「アジアに対する米国の意志は揺らがないというメッセージを示せるのか」
小泉進次郎防衛相は30日、シンガポールで開かれたアジア安全保障会議「シャングリラ対話」で、米国のピート・ヘグセス国防長官の演説後、このように公開質問を投げかけた。米国が本土防衛を軸とする国防戦略を模索し、イラン戦争が長期化する中、アジアの安全保障に空白が生じるとの懸念が出ているため、アジアの安全保障に対する明確な支持表明を求めた形だ。通常は学者やシンクタンクの専門家が手を挙げる質疑応答の場で、一国の閣僚が質問に立つのは異例といえる。
小泉防衛相はこの日、ヘグセス長官による20分余りの演説後に行われた質疑応答で、最初の質問者として発言した。小泉防衛相は「私は米国の揺るぎない関与を信頼しているが、一部の国は米国の意志を過小評価している」と述べ、「この地域を安心させるメッセージを示せるのか」と問いかけた。続けて「同盟国や友好国の間に小さな緊張が生じると、その隙を突いて関係にくさびを打ち込もうとする勢力がある」と指摘した。これは、中国が主要国と米国の関係を分断しようとする外交戦略、いわゆる「くさび戦略」を念頭に置いた発言とみられる。
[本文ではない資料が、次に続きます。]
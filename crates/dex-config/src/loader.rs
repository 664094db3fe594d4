//! Loader for configuration split across several files.
//!
//! The entry file may list other files under a top-level `include` key;
//! included files may include further files. Every file is read with
//! environment references resolved, and its top-level sections are merged
//! into one table. A section may be defined by exactly one file.

use crate::{resolve_env_vars, Config, ConfigError};
use std::collections::{HashMap, HashSet, VecDeque};
use std::path::{Path, PathBuf};
use toml::Table;

/// Loads a configuration file together with everything it includes.
pub struct ConfigLoader {
	base_path: PathBuf,
	visited: HashSet<PathBuf>,
}

impl ConfigLoader {
	/// Creates a loader resolving relative paths against `base_path`.
	pub fn new(base_path: impl AsRef<Path>) -> Self {
		Self {
			base_path: base_path.as_ref().to_path_buf(),
			visited: HashSet::new(),
		}
	}

	/// Loads, merges and validates the configuration rooted at `config_path`.
	pub async fn load_config(
		&mut self,
		config_path: impl AsRef<Path>,
	) -> Result<Config, ConfigError> {
		let mut merged = Table::new();
		let mut owners: HashMap<String, PathBuf> = HashMap::new();
		let mut pending = VecDeque::from([self.resolve_path(config_path)?]);

		while let Some(path) = pending.pop_front() {
			let mut table = self.read_table(&path).await?;
			for include in take_includes(&mut table)? {
				pending.push_back(self.resolve_path(include)?);
			}
			merge_sections(&mut merged, &mut owners, table, &path)?;
		}

		let text = toml::to_string(&merged)
			.map_err(|e| ConfigError::Parse(format!("Failed to serialize merged config: {}", e)))?;
		text.parse()
	}

	/// Reads one file, resolving environment references, and rejects files
	/// that were already loaded.
	async fn read_table(&mut self, path: &Path) -> Result<Table, ConfigError> {
		let canonical = tokio::fs::canonicalize(path).await.map_err(|e| {
			ConfigError::Io(std::io::Error::new(
				e.kind(),
				format!("Cannot resolve path {}: {}", path.display(), e),
			))
		})?;
		if !self.visited.insert(canonical.clone()) {
			return Err(ConfigError::Validation(format!(
				"Circular include detected: {} was already loaded",
				canonical.display()
			)));
		}

		let content = tokio::fs::read_to_string(&canonical).await?;
		let resolved = resolve_env_vars(&content)?;
		Ok(toml::from_str(&resolved)?)
	}

	fn resolve_path(&self, path: impl AsRef<Path>) -> Result<PathBuf, ConfigError> {
		let path = path.as_ref();
		let resolved = if path.is_absolute() {
			path.to_path_buf()
		} else {
			self.base_path.join(path)
		};

		if !resolved.exists() {
			return Err(ConfigError::Io(std::io::Error::new(
				std::io::ErrorKind::NotFound,
				format!("Configuration file not found: {}", resolved.display()),
			)));
		}
		Ok(resolved)
	}
}

/// Removes the `include` key from `table` and returns the listed paths.
fn take_includes(table: &mut Table) -> Result<Vec<PathBuf>, ConfigError> {
	match table.remove("include") {
		None => Ok(Vec::new()),
		Some(toml::Value::String(path)) => Ok(vec![PathBuf::from(path)]),
		Some(toml::Value::Array(items)) => items
			.into_iter()
			.map(|item| match item {
				toml::Value::String(path) => Ok(PathBuf::from(path)),
				_ => Err(ConfigError::Validation(
					"Include array must contain only strings".into(),
				)),
			})
			.collect(),
		Some(_) => Err(ConfigError::Validation(
			"Include must be a string or array of strings".into(),
		)),
	}
}

/// Moves every top-level section of `table` into `merged`, failing when a
/// section was already defined by another file.
fn merge_sections(
	merged: &mut Table,
	owners: &mut HashMap<String, PathBuf>,
	table: Table,
	source: &Path,
) -> Result<(), ConfigError> {
	for (key, value) in table {
		if let Some(existing) = owners.get(&key) {
			return Err(ConfigError::Validation(format!(
				"Duplicate section '{}' found in {} and {}. \
				Each top-level section must be unique across all configuration files.",
				key,
				existing.display(),
				source.display()
			)));
		}
		owners.insert(key.clone(), source.to_path_buf());
		merged.insert(key, value);
	}
	Ok(())
}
これに対し、ヘグセス長官は「政府側が示した積極的な取り組みに感謝する」と応じた。そのうえで「我々の国防戦略は四つの柱、つまり米本土・西半球の防衛、中国の抑止、同盟国の責任分担、防衛産業能力の強化で構成されているが、多くの人は『本土・西半球の防衛』だけに注目している」と指摘した。ヘグセス長官は「我々が世界で多くの義務を果たさなければならないという事実を、この地域から背を向けることと同じだと誤解する傾向があるが、我々の国防戦略はそうではない」と述べ、「我々はこの地域の同盟国と、静かだが極めて強力な協力を進めている」と強調した。さらに「米国は二つのことを同時に行うことができる。我々には、イランによる核兵器保有を阻止しなければならない義務がある。同時に、防衛産業能力を強化し、近いうちに弾薬生産を3倍、4倍に増やすことで、世界中のあらゆる作戦計画に必要な資源が適切に支援されるようにする」と説明した。